- Data for processing
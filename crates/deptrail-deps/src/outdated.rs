//! Compare direct dependencies against published registry versions

use crate::types::{Dependency, OutdatedDependency};
use deptrail_info::RegistryClient;
use futures::future::join_all;
use tracing::{debug, trace};

/// Direct dependencies whose wanted or latest version differs from the
/// resolved one.
///
/// Each dependency is represented by its first direct version entry.
/// Registry lookups run concurrently; a package whose lookup fails is left
/// out of the result. Output follows input order.
pub async fn check_outdated<R>(
    dependencies: &[Dependency],
    registry: &R,
    use_cache: bool,
) -> Vec<OutdatedDependency>
where
    R: RegistryClient + ?Sized,
{
    let candidates: Vec<&Dependency> = dependencies
        .iter()
        .filter(|dep| dep.is_direct() && dep.ecosystem.registry().is_some())
        .collect();
    debug!(count = candidates.len(), use_cache, "checking registries for outdated dependencies");

    let checks = candidates
        .into_iter()
        .map(|dep| check_one(dep, registry, use_cache));
    join_all(checks).await.into_iter().flatten().collect()
}

async fn check_one<R>(dep: &Dependency, registry: &R, use_cache: bool) -> Option<OutdatedDependency>
where
    R: RegistryClient + ?Sized,
{
    let current = dep.direct_versions().next()?;
    let info = registry
        .fetch(dep.ecosystem.registry()?, dep.package_name(), use_cache)
        .await?;

    let grammar = dep.ecosystem.grammar();
    let wanted = grammar.wanted(&current.resolved, &current.specifier, &info.versions);
    let latest = grammar
        .latest(info.latest.as_deref(), &info.versions)
        .unwrap_or_else(|| current.resolved.clone());

    if wanted == current.resolved && latest == current.resolved {
        trace!(name = %dep.name, version = %current.resolved, "up to date");
        return None;
    }

    Some(OutdatedDependency {
        dependency: dep.clone(),
        wanted,
        latest,
        specifier: current.specifier.clone(),
        is_dev_dependency: current.source.group().is_some_and(|g| g.is_dev()),
    })
}

#[cfg(test)]
mod tests {
    use super::*;
    use crate::types::{DependencyGroup, Ecosystem, VersionEntry, VersionSource};
    use deptrail_info::{PackageVersions, Registry};
    use std::collections::HashMap;
    use std::sync::atomic::{AtomicUsize, Ordering};

    #[derive(Default)]
    struct StaticRegistry {
        packages: HashMap<String, PackageVersions>,
        calls: AtomicUsize,
    }

    impl StaticRegistry {
        fn with(mut self, registry: Registry, name: &str, versions: &[&str], latest: Option<&str>) -> Self {
            self.packages.insert(
                name.to_string(),
                PackageVersions {
                    registry,
                    name: name.to_string(),
                    versions: versions.iter().map(|v| v.to_string()).collect(),
                    latest: latest.map(str::to_string),
                },
            );
            self
        }
    }

    #[async_trait::async_trait]
    impl RegistryClient for StaticRegistry {
        async fn fetch(&self, _registry: Registry, name: &str, _use_cache: bool) -> Option<PackageVersions> {
            self.calls.fetch_add(1, Ordering::SeqCst);
            self.packages.get(name).cloned()
        }
    }

    fn direct(ecosystem: Ecosystem, name: &str, resolved: &str, specifier: &str, group: DependencyGroup) -> Dependency {
        let mut dep = Dependency::new(ecosystem, name);
        dep.push_version(VersionEntry {
            resolved: resolved.to_string(),
            specifier: specifier.to_string(),
            source: VersionSource::direct("manifest", group),
        });
        dep
    }

    #[tokio::test]
    async fn test_reports_wanted_and_latest() {
        let registry = StaticRegistry::default()
            .with(Registry::Npm, "react", &["17.0.2", "18.2.0", "18.3.1", "19.0.0", "19.1.0-rc.1"], Some("19.0.0"))
            .with(Registry::Npm, "lodash", &["4.17.21"], Some("4.17.21"));
        let deps = vec![
            direct(Ecosystem::Npm, "react", "18.2.0", "^18.0.0", DependencyGroup::Dependencies),
            direct(Ecosystem::Npm, "lodash", "4.17.21", "^4.17.0", DependencyGroup::Dependencies),
        ];

        let outdated = check_outdated(&deps, &registry, true).await;
        assert_eq!(outdated.len(), 1);
        assert_eq!(outdated[0].dependency.name, "react");
        assert_eq!(outdated[0].wanted, "18.3.1");
        assert_eq!(outdated[0].latest, "19.0.0");
        assert_eq!(outdated[0].specifier, "^18.0.0");
        assert!(!outdated[0].is_dev_dependency);
    }

    #[tokio::test]
    async fn test_skips_transitive_unversioned_and_unavailable() {
        let registry = StaticRegistry::default().with(Registry::RubyGems, "rails", &["8.0.1", "8.0.2"], None);
        let mut transitive = Dependency::new(Ecosystem::Npm, "ms");
        transitive.push_version(VersionEntry {
            resolved: "2.1.3".to_string(),
            specifier: "^2.1.1".to_string(),
            source: VersionSource::transitive("package-lock.json", "debug", "4.3.4"),
        });
        let deps = vec![
            transitive,
            // Declared but not in the lockfile: no version entries at all
            Dependency::new(Ecosystem::Rubygems, "rails"),
            direct(Ecosystem::Npm, "unknown", "1.0.0", "^1.0.0", DependencyGroup::Dependencies),
            Dependency::new(Ecosystem::System, "npm"),
        ];

        assert!(check_outdated(&deps, &registry, true).await.is_empty());
        assert_eq!(registry.calls.load(Ordering::SeqCst), 1);
    }

    #[tokio::test]
    async fn test_alias_is_checked_under_its_package_name() {
        let registry = StaticRegistry::default().with(Registry::Npm, "string-width", &["4.2.3", "5.1.2"], Some("5.1.2"));
        let mut alias = direct(
            Ecosystem::Npm,
            "string-width-cjs",
            "4.2.3",
            "npm:string-width@^4.2.0",
            DependencyGroup::Dependencies,
        );
        alias.package = Some("string-width".to_string());

        let outdated = check_outdated(&[alias], &registry, true).await;
        assert_eq!(outdated.len(), 1);
        assert_eq!(outdated[0].dependency.name, "string-width-cjs");
        assert_eq!(outdated[0].wanted, "4.2.3");
        assert_eq!(outdated[0].latest, "5.1.2");
    }

    #[tokio::test]
    async fn test_pypi_and_dev_group() {
        let registry = StaticRegistry::default().with(Registry::PyPi, "fastapi", &["0.119.0", "0.120.0"], Some("0.120.0"));
        let deps = vec![direct(
            Ecosystem::Pypi,
            "fastapi",
            "0.119.0",
            ">=0.119.0",
            DependencyGroup::DevDependencies,
        )];

        let outdated = check_outdated(&deps, &registry, false).await;
        assert_eq!(outdated[0].wanted, "0.120.0");
        assert_eq!(outdated[0].latest, "0.120.0");
        assert!(outdated[0].is_dev_dependency);
    }
}
//! pyproject.toml parser

use crate::python::pep508::parse_requirement;
use crate::toml_subset;
use crate::traits::ManifestParser;
use crate::types::{DependencyGroup, Ecosystem, ManifestEntry};
use serde_json::Value;

/// pyproject.toml parser (PEP 621 and PEP 735 tables, uv dev dependencies)
#[derive(Debug, Clone, Copy, Default)]
pub struct PyprojectParser;

impl PyprojectParser {
    /// Create a new pyproject.toml parser
    pub fn new() -> Self {
        Self
    }
}

impl ManifestParser for PyprojectParser {
    fn file_name(&self) -> &'static str {
        "pyproject.toml"
    }

    fn parse_manifest(&self, text: &str) -> Vec<ManifestEntry> {
        let doc = toml_subset::parse(text);
        let project = doc.get("project");
        let mut entries = Vec::new();

        let mut push_all = |list: Option<&Value>, group: DependencyGroup| {
            for requirement in list
                .and_then(Value::as_array)
                .into_iter()
                .flatten()
                .filter_map(Value::as_str)
                .filter_map(parse_requirement)
            {
                entries.push(ManifestEntry::new(
                    Ecosystem::Pypi,
                    requirement.name,
                    requirement.specifier,
                    group,
                ));
            }
        };

        push_all(
            project.and_then(|p| p.get("dependencies")),
            DependencyGroup::Dependencies,
        );
        for extra in tables(project.and_then(|p| p.get("optional-dependencies"))) {
            push_all(Some(extra), DependencyGroup::Dependencies);
        }
        // `{ include-group = "..." }` members are not requirements and are skipped
        for group in tables(doc.get("dependency-groups")) {
            push_all(Some(group), DependencyGroup::DevDependencies);
        }
        push_all(
            doc.get("tool")
                .and_then(|t| t.get("uv"))
                .and_then(|uv| uv.get("dev-dependencies")),
            DependencyGroup::DevDependencies,
        );

        entries
    }
}

/// Values of a table, in file order
fn tables(value: Option<&Value>) -> impl Iterator<Item = &Value> {
    value.and_then(Value::as_object).into_iter().flat_map(|map| map.values())
}
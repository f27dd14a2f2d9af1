//! Package managers: the closed set of supported manifest/lockfile pairs

use crate::deno::{DenoJsonParser, DenoLockfileParser};
use crate::npm::{NpmLockfileParser, PackageJsonParser, PnpmLockfileParser};
use crate::python::{PyprojectParser, UvLockParser};
use crate::ruby::{GemfileLockParser, GemfileParser};
use crate::traits::{LockfileParser, ManifestParser};
use crate::types::Ecosystem;
use deptrail_fs::FileSystem;
use serde::{Deserialize, Serialize};
use std::fmt;
use std::path::Path;
use std::str::FromStr;
use tracing::debug;

/// A package manager and the files it owns
#[derive(Debug, Clone, Copy, PartialEq, Eq, Hash, PartialOrd, Ord, Serialize, Deserialize)]
#[serde(rename_all = "lowercase")]
pub enum PackageManager {
    /// npm: package.json + package-lock.json
    Npm,
    /// pnpm: package.json + pnpm-lock.yaml
    Pnpm,
    /// Deno: deno.json(c) + deno.lock
    Deno,
    /// Bundler: Gemfile + Gemfile.lock
    Bundler,
    /// uv: pyproject.toml + uv.lock
    Uv,
}

impl PackageManager {
    /// Every supported manager, in detection order
    pub fn all() -> [PackageManager; 5] {
        [
            PackageManager::Npm,
            PackageManager::Pnpm,
            PackageManager::Deno,
            PackageManager::Bundler,
            PackageManager::Uv,
        ]
    }

    /// Name of the tool, also used for the synthesized `system` dependency
    pub fn system_name(&self) -> &'static str {
        match self {
            PackageManager::Npm => "npm",
            PackageManager::Pnpm => "pnpm",
            PackageManager::Deno => "deno",
            PackageManager::Bundler => "bundler",
            PackageManager::Uv => "uv",
        }
    }

    /// Candidate manifest file names, most preferred first
    pub fn manifest_files(&self) -> &'static [&'static str] {
        match self {
            PackageManager::Npm | PackageManager::Pnpm => &["package.json"],
            PackageManager::Deno => &["deno.json", "deno.jsonc"],
            PackageManager::Bundler => &["Gemfile"],
            PackageManager::Uv => &["pyproject.toml"],
        }
    }

    /// Lockfile file name
    pub fn lockfile_name(&self) -> &'static str {
        self.lockfile_parser().file_name()
    }

    /// Parser for this manager's manifest
    pub fn manifest_parser(&self) -> &'static dyn ManifestParser {
        match self {
            PackageManager::Npm | PackageManager::Pnpm => &PackageJsonParser,
            PackageManager::Deno => &DenoJsonParser,
            PackageManager::Bundler => &GemfileParser,
            PackageManager::Uv => &PyprojectParser,
        }
    }

    /// Parser for this manager's lockfile
    pub fn lockfile_parser(&self) -> &'static dyn LockfileParser {
        match self {
            PackageManager::Npm => &NpmLockfileParser,
            PackageManager::Pnpm => &PnpmLockfileParser,
            PackageManager::Deno => &DenoLockfileParser,
            PackageManager::Bundler => &GemfileLockParser,
            PackageManager::Uv => &UvLockParser,
        }
    }

    /// Ecosystems this manager's dependencies can belong to
    pub fn ecosystems(&self) -> &'static [Ecosystem] {
        match self {
            PackageManager::Npm | PackageManager::Pnpm => &[Ecosystem::Npm],
            PackageManager::Deno => &[Ecosystem::Npm, Ecosystem::Jsr],
            PackageManager::Bundler => &[Ecosystem::Rubygems],
            PackageManager::Uv => &[Ecosystem::Pypi],
        }
    }

    /// Managers used by the project in `dir`.
    ///
    /// A lockfile decides; a manifest without any lockfile falls back to the
    /// default manager for that manifest (`package.json` means npm).
    pub async fn detect<F: FileSystem + ?Sized>(fs: &F, dir: &Path) -> Vec<PackageManager> {
        let mut found = Vec::new();
        for manager in Self::all() {
            if file_exists(fs, &dir.join(manager.lockfile_name())).await {
                found.push(manager);
            }
        }

        for manager in [
            PackageManager::Npm,
            PackageManager::Deno,
            PackageManager::Bundler,
            PackageManager::Uv,
        ] {
            let owns_manifest = |m: &PackageManager| m.manifest_files() == manager.manifest_files();
            if found.iter().any(owns_manifest) {
                continue;
            }
            for file in manager.manifest_files() {
                if file_exists(fs, &dir.join(file)).await {
                    debug!(manager = %manager, file, "no lockfile, inferring manager from manifest");
                    found.push(manager);
                    break;
                }
            }
        }

        found.sort();
        found
    }
}

async fn file_exists<F: FileSystem + ?Sized>(fs: &F, path: &Path) -> bool {
    fs.metadata(path).await.is_ok_and(|m| m.is_file)
}

impl fmt::Display for PackageManager {
    fn fmt(&self, f: &mut fmt::Formatter<'_>) -> fmt::Result {
        f.write_str(self.system_name())
    }
}

impl FromStr for PackageManager {
    type Err = String;

    fn from_str(s: &str) -> Result<Self, Self::Err> {
        Self::all()
            .into_iter()
            .find(|m| m.system_name() == s)
            .ok_or_else(|| format!("unknown package manager: {s}"))
    }
}
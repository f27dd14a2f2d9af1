//! Project-level entry point tying parsers, graph, registry and tree together

use crate::chain::{self, ChainLink};
use crate::error::{Error, Result};
use crate::graph::build_dependencies;
use crate::lockfile::LockfileData;
use crate::manager::PackageManager;
use crate::outdated::check_outdated;
use crate::tree::build_tree;
use crate::types::{Dependency, DependencyTreeEntry, Ecosystem, ManifestEntry, OutdatedDependency};
use deptrail_config::{ConfigManager, DeptrailConfig, TreeSettings};
use deptrail_fs::{FileSystem, NativeFileSystem};
use deptrail_info::{caching_client_from_config, CachingRegistry, InfoClient, RegistryClient};
use std::path::{Path, PathBuf};
use std::sync::Arc;
use tracing::{debug, warn};

/// Manifest and lockfile of one package manager, parsed
#[derive(Debug, Clone, Default, PartialEq, Eq)]
pub struct ProjectFiles {
    /// Manifest file name used in direct source strings
    pub manifest_path: String,
    /// Direct declarations (empty when the manifest is missing or unreadable)
    pub manifest: Vec<ManifestEntry>,
    /// Lockfile contents, `None` when there is no lockfile
    pub lockfile: Option<LockfileData>,
}

/// Dependency inventory of one project directory.
///
/// Everything is re-read from disk on every call; nothing is cached between
/// calls except registry responses (inside the registry client).
pub struct Inventory<F: FileSystem, R: RegistryClient> {
    fs: Arc<F>,
    root: PathBuf,
    registry: R,
    max_depth: usize,
}

impl<F: FileSystem, R: RegistryClient> Inventory<F, R> {
    /// Inventory of `root` read through `fs`
    pub fn new(fs: Arc<F>, root: impl Into<PathBuf>, registry: R) -> Self {
        Self {
            fs,
            root: root.into(),
            registry,
            max_depth: TreeSettings::default().max_depth,
        }
    }

    /// Inventory using the tree defaults of `config`
    pub fn from_config(fs: Arc<F>, root: impl Into<PathBuf>, registry: R, config: &DeptrailConfig) -> Self {
        Self::new(fs, root, registry).with_max_depth(config.tree.max_depth)
    }

    /// Default depth for [`Inventory::tree`]
    pub fn with_max_depth(mut self, max_depth: usize) -> Self {
        self.max_depth = max_depth;
        self
    }

    /// Project directory
    pub fn root(&self) -> &Path {
        &self.root
    }

    /// Registry client used by [`Inventory::outdated`]
    pub fn registry(&self) -> &R {
        &self.registry
    }

    /// Package managers used in the project directory
    pub async fn detect(&self) -> Vec<PackageManager> {
        PackageManager::detect(self.fs.as_ref(), &self.root).await
    }

    /// Read and parse the manifest and lockfile of `manager`
    pub async fn load(&self, manager: PackageManager) -> ProjectFiles {
        let mut manifest_path = manager.manifest_files()[0].to_string();
        let mut manifest = Vec::new();
        for file in manager.manifest_files() {
            if let Some(text) = self.read_text(file).await {
                manifest_path = file.to_string();
                manifest = manager.manifest_parser().parse_manifest(&text);
                break;
            }
        }

        let lockfile = self
            .read_text(manager.lockfile_name())
            .await
            .map(|text| manager.lockfile_parser().parse_lockfile(&text));

        debug!(
            manager = %manager,
            manifest = %manifest_path,
            declared = manifest.len(),
            locked = lockfile.as_ref().map_or(0, LockfileData::len),
            "loaded project files"
        );
        ProjectFiles {
            manifest_path,
            manifest,
            lockfile,
        }
    }

    /// Every dependency of `manager`, direct and transitive
    pub async fn dependencies(&self, manager: PackageManager) -> Vec<Dependency> {
        let files = self.load(manager).await;
        build_dependencies(
            &files.manifest,
            files.lockfile.as_ref(),
            &files.manifest_path,
            manager.system_name(),
        )
    }

    /// Direct dependencies with a newer wanted or latest version
    pub async fn outdated(&self, manager: PackageManager, use_cache: bool) -> Vec<OutdatedDependency> {
        let dependencies = self.dependencies(manager).await;
        check_outdated(&dependencies, &self.registry, use_cache).await
    }

    /// Dependency forest rows; `max_depth` defaults to the configured depth
    pub async fn tree(
        &self,
        manager: PackageManager,
        max_depth: Option<usize>,
        filter: Option<Ecosystem>,
    ) -> Vec<DependencyTreeEntry> {
        let dependencies = self.dependencies(manager).await;
        build_tree(&dependencies, max_depth.unwrap_or(self.max_depth), filter)
    }

    /// Every chain explaining why `name` is installed
    pub async fn why(&self, manager: PackageManager, name: &str) -> Vec<Vec<ChainLink>> {
        let dependencies = self.dependencies(manager).await;
        chain::why(&dependencies, name)
    }

    /// File text; `None` when absent, empty when present but unreadable
    async fn read_text(&self, file: &str) -> Option<String> {
        let path = self.root.join(file);
        match self.fs.metadata(&path).await {
            Ok(meta) if meta.is_file => {}
            Ok(_) => return None,
            Err(e) => {
                warn!(path = %path.display(), error = %e, "cannot inspect file, treating as absent");
                return None;
            }
        }

        match self.fs.read_to_string(&path).await {
            Ok(text) => Some(text),
            Err(e) => {
                warn!(path = %path.display(), error = %e, "unreadable file, treating as empty");
                Some(String::new())
            }
        }
    }
}

impl Inventory<NativeFileSystem, CachingRegistry<InfoClient, NativeFileSystem>> {
    /// Inventory of a directory on disk, configured from `~/.deptrail/config.toml`
    ///
    /// # Errors
    ///
    /// Returns an error if `root` is not a directory, the configuration cannot
    /// be loaded, or the registry client cannot be set up.
    pub async fn native(root: impl AsRef<Path>) -> Result<Self> {
        let root = root.as_ref();
        if !root.is_dir() {
            return Err(Error::Other(format!("Not a directory: {}", root.display())));
        }
        let config = ConfigManager::load_or_default().await?;
        let fs = Arc::new(NativeFileSystem::new(root)?);
        let registry = caching_client_from_config(config.config())?;
        let root = fs.project_root().to_path_buf();
        Ok(Self::from_config(fs, root, registry, config.config()))
    }
}
//! Configuration for deptrail.
//!
//! Settings live in `~/.deptrail/config.toml`. A missing file is not an
//! error: [`ConfigManager::load_or_default`] falls back to
//! [`DeptrailConfig::default`].

pub mod manager;
pub mod types;

pub use manager::{ConfigError, ConfigManager};
pub use types::{CacheSettings, DeptrailConfig, RegistrySettings, TreeSettings};
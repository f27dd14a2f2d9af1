//! Core domain types for registry lookups

use serde::{Deserialize, Serialize};

/// Package registries deptrail knows how to query
#[derive(Debug, Clone, Copy, PartialEq, Eq, Hash, PartialOrd, Ord, Serialize, Deserialize)]
#[serde(rename_all = "lowercase")]
pub enum Registry {
    /// npm registry
    Npm,
    /// JSR (JavaScript Registry)
    Jsr,
    /// rubygems.org
    RubyGems,
    /// Python Package Index
    PyPi,
}

impl Registry {
    /// Get the registry name as a string
    pub fn as_str(&self) -> &'static str {
        match self {
            Registry::Npm => "npm",
            Registry::Jsr => "jsr",
            Registry::RubyGems => "rubygems",
            Registry::PyPi => "pypi",
        }
    }
}

impl std::fmt::Display for Registry {
    fn fmt(&self, f: &mut std::fmt::Formatter<'_>) -> std::fmt::Result {
        write!(f, "{}", self.as_str())
    }
}

/// Published versions of one package
#[derive(Debug, Clone, PartialEq, Eq, Serialize, Deserialize)]
pub struct PackageVersions {
    /// Registry source
    pub registry: Registry,
    /// Package name as queried
    pub name: String,
    /// Every published (non-yanked) version, in registry order
    pub versions: Vec<String>,
    /// Registry-reported latest stable version, when the registry has one
    pub latest: Option<String>,
}
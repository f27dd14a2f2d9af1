//! PEP 508 dependency strings (`name[extra] (>=1.0,<2) ; marker`)

/// A requirement reduced to what the inventory needs
#[derive(Debug, Clone, PartialEq, Eq)]
pub(crate) struct Requirement {
    /// Distribution name as written, extras removed
    pub name: String,
    /// Version specifier, `"*"` when absent or for URL references
    pub specifier: String,
}

/// Parse one dependency string. Returns `None` when no name can be read.
pub(crate) fn parse_requirement(input: &str) -> Option<Requirement> {
    // Environment markers never affect the declared range
    let without_marker = input.split(';').next().unwrap_or_default().trim();

    let name_end = without_marker
        .find(|c: char| matches!(c, '[' | '(' | ';' | '<' | '>' | '=' | '!' | '~' | '@') || c.is_whitespace())
        .unwrap_or(without_marker.len());
    let name = &without_marker[..name_end];
    if name.is_empty()
        || !name
            .chars()
            .all(|c| c.is_ascii_alphanumeric() || matches!(c, '-' | '_' | '.'))
    {
        return None;
    }

    let mut rest = without_marker[name_end..].trim_start();
    if rest.starts_with('[') {
        rest = match rest.find(']') {
            Some(close) => rest[close + 1..].trim_start(),
            None => return None,
        };
    }

    let specifier = if rest.starts_with('@') {
        // Direct URL reference: no version range to speak of
        String::new()
    } else {
        rest.trim_start_matches('(')
            .trim_end_matches(')')
            .split_whitespace()
            .collect::<Vec<_>>()
            .join("")
    };

    Some(Requirement {
        name: name.to_string(),
        specifier: if specifier.is_empty() {
            "*".to_string()
        } else {
            specifier
        },
    })
}
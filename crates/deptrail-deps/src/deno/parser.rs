//! deno.json / deno.jsonc parser

use crate::traits::ManifestParser;
use crate::types::{DependencyGroup, Ecosystem, ManifestEntry};
use serde_json::Value;
use tracing::debug;

/// Deno configuration file parser; reads `npm:` and `jsr:` entries of the import map
#[derive(Debug, Clone, Copy, Default)]
pub struct DenoJsonParser;

impl DenoJsonParser {
    /// Create a new deno.json parser
    pub fn new() -> Self {
        Self
    }
}

impl ManifestParser for DenoJsonParser {
    fn file_name(&self) -> &'static str {
        "deno.json"
    }

    fn parse_manifest(&self, text: &str) -> Vec<ManifestEntry> {
        let doc: Value = match serde_json::from_str(&strip_jsonc(text)) {
            Ok(doc) => doc,
            Err(e) => {
                debug!(error = %e, "unreadable deno.json, treating as empty");
                return Vec::new();
            }
        };

        doc.get("imports")
            .and_then(Value::as_object)
            .into_iter()
            .flatten()
            .filter_map(|(_, target)| parse_import_specifier(target.as_str()?))
            .map(|(ecosystem, name, range)| {
                ManifestEntry::new(ecosystem, name, range, DependencyGroup::Dependencies)
            })
            .collect()
    }
}

/// Split `npm:name@range/sub` or `jsr:@scope/name@range/sub` into
/// `(ecosystem, name, range)`. The range is `"*"` when absent.
pub(crate) fn parse_import_specifier(specifier: &str) -> Option<(Ecosystem, String, String)> {
    let (ecosystem, rest) = if let Some(rest) = specifier.strip_prefix("npm:") {
        (Ecosystem::Npm, rest)
    } else if let Some(rest) = specifier.strip_prefix("jsr:") {
        (Ecosystem::Jsr, rest)
    } else {
        return None;
    };
    let rest = rest.trim_start_matches('/');

    // The name ends at the version '@' or at the '/' that starts a subpath
    let name_end = if rest.starts_with('@') {
        let scope_end = rest.find('/')?;
        rest[scope_end + 1..]
            .find(['@', '/'])
            .map_or(rest.len(), |idx| idx + scope_end + 1)
    } else {
        rest.find(['@', '/']).unwrap_or(rest.len())
    };
    let name = &rest[..name_end];
    if name.is_empty() || name.ends_with('/') {
        return None;
    }

    let range = rest[name_end..]
        .strip_prefix('@')
        .and_then(|after| after.split('/').next())
        .filter(|range| !range.is_empty())
        .unwrap_or("*");
    Some((ecosystem, name.to_string(), range.to_string()))
}

/// Remove `//` and `/* */` comments and trailing commas so JSONC parses as JSON
pub(crate) fn strip_jsonc(text: &str) -> String {
    let chars: Vec<char> = text.chars().collect();
    let mut out = String::with_capacity(text.len());
    let mut i = 0;
    let mut in_string = false;

    while i < chars.len() {
        let c = chars[i];
        if in_string {
            out.push(c);
            if c == '\\' {
                if let Some(next) = chars.get(i + 1) {
                    out.push(*next);
                    i += 1;
                }
            } else if c == '"' {
                in_string = false;
            }
            i += 1;
            continue;
        }

        match (c, chars.get(i + 1).copied()) {
            ('"', _) => {
                in_string = true;
                out.push(c);
                i += 1;
            }
            ('/', Some('/')) => {
                while i < chars.len() && chars[i] != '\n' {
                    i += 1;
                }
            }
            ('/', Some('*')) => {
                i += 2;
                while i < chars.len() && !(chars[i] == '*' && chars.get(i + 1) == Some(&'/')) {
                    i += 1;
                }
                i += 2;
            }
            (',', _) => {
                let next = chars[i + 1..].iter().copied().find(|c| !c.is_whitespace());
                if !matches!(next, Some('}' | ']')) {
                    out.push(c);
                }
                i += 1;
            }
            _ => {
                out.push(c);
                i += 1;
            }
        }
    }
    out
}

- Task to carry out
Out of the listing above, reproduce exactly the lines from the one with "group: DependencyGroup) ->" up to and including the one with "entries at all".

- Exercise response
    fn direct(ecosystem: Ecosystem, name: &str, resolved: &str, specifier: &str, group: DependencyGroup) -> Dependency {
        let mut dep = Dependency::new(ecosystem, name);
        dep.push_version(VersionEntry {
            resolved: resolved.to_string(),
            specifier: specifier.to_string(),
            source: VersionSource::direct("manifest", group),
        });
        dep
    }

    #[tokio::test]
    async fn test_reports_wanted_and_latest() {
        let registry = StaticRegistry::default()
            .with(Registry::Npm, "react", &["17.0.2", "18.2.0", "18.3.1", "19.0.0", "19.1.0-rc.1"], Some("19.0.0"))
            .with(Registry::Npm, "lodash", &["4.17.21"], Some("4.17.21"));
        let deps = vec![
            direct(Ecosystem::Npm, "react", "18.2.0", "^18.0.0", DependencyGroup::Dependencies),
            direct(Ecosystem::Npm, "lodash", "4.17.21", "^4.17.0", DependencyGroup::Dependencies),
        ];

        let outdated = check_outdated(&deps, &registry, true).await;
        assert_eq!(outdated.len(), 1);
        assert_eq!(outdated[0].dependency.name, "react");
        assert_eq!(outdated[0].wanted, "18.3.1");
        assert_eq!(outdated[0].latest, "19.0.0");
        assert_eq!(outdated[0].specifier, "^18.0.0");
        assert!(!outdated[0].is_dev_dependency);
    }

    #[tokio::test]
    async fn test_skips_transitive_unversioned_and_unavailable() {
        let registry = StaticRegistry::default().with(Registry::RubyGems, "rails", &["8.0.1", "8.0.2"], None);
        let mut transitive = Dependency::new(Ecosystem::Npm, "ms");
        transitive.push_version(VersionEntry {
            resolved: "2.1.3".to_string(),
            specifier: "^2.1.1".to_string(),
            source: VersionSource::transitive("package-lock.json", "debug", "4.3.4"),
        });
        let deps = vec![
            transitive,
            // Declared but not in the lockfile: no version entries at all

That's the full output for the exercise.